> [Task objective] Wherever a line holds the word "flushed", copy that line from the data.

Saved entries
=======

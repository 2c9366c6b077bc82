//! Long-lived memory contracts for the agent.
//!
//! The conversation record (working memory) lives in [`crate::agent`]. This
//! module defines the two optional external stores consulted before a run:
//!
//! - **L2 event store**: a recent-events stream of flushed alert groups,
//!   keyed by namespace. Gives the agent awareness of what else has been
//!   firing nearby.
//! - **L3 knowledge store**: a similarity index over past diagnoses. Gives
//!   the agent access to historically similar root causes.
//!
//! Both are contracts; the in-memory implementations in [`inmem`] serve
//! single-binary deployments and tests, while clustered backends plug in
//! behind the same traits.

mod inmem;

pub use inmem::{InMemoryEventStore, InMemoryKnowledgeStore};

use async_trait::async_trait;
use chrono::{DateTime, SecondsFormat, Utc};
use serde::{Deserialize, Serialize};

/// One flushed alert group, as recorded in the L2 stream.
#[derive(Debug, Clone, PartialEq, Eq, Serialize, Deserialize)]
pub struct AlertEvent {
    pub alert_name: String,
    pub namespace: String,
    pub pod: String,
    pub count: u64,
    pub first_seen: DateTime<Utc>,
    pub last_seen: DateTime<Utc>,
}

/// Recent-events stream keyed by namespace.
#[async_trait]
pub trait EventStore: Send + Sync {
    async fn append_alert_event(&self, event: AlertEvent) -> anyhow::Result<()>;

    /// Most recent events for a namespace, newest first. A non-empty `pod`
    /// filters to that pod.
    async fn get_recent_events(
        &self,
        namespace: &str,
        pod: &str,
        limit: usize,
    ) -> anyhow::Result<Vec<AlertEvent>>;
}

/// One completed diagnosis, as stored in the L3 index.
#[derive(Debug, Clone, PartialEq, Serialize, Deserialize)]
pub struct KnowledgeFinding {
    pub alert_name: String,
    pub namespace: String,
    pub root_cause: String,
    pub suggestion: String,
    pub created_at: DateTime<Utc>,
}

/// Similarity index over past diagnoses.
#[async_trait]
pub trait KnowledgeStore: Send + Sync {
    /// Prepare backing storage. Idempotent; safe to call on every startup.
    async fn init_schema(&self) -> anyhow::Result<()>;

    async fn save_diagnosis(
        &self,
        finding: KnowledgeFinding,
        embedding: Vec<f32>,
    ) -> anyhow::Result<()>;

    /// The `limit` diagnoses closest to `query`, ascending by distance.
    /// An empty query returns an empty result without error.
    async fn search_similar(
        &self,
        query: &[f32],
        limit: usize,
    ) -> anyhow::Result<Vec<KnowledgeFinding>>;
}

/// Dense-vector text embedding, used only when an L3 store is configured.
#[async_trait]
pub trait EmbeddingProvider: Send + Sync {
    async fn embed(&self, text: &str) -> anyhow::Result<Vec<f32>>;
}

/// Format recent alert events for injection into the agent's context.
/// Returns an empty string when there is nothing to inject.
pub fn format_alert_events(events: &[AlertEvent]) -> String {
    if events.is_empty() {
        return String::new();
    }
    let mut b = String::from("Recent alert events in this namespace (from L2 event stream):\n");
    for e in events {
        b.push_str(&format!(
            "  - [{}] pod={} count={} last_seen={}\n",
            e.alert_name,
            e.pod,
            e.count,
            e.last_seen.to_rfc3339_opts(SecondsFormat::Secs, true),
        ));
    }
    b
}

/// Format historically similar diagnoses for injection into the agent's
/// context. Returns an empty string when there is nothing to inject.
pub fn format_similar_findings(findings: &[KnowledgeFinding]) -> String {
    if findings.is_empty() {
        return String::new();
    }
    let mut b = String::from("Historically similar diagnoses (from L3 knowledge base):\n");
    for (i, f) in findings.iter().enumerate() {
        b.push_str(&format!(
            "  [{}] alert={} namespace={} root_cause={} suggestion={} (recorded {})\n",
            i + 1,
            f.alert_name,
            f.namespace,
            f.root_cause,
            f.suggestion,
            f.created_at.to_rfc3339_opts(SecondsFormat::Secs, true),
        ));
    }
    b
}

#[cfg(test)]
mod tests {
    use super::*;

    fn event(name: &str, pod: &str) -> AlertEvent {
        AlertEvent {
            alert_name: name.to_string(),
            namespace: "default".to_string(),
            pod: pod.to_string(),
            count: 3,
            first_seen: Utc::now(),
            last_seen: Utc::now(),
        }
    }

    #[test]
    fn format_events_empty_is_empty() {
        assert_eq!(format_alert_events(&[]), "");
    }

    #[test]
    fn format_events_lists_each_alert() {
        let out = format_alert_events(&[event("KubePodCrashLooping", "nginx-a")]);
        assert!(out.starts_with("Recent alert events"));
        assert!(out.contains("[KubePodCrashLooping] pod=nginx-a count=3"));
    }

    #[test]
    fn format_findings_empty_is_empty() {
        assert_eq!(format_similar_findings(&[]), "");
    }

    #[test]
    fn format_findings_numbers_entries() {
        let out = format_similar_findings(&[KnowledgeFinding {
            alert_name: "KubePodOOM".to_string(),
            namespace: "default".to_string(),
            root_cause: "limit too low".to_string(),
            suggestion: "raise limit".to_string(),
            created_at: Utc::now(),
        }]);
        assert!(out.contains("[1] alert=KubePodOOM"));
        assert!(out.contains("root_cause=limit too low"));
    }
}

=======

> [Response]
//! - **L2 event store**: a recent-events stream of flushed alert groups,
/// One flushed alert group, as recorded in the L2 stream.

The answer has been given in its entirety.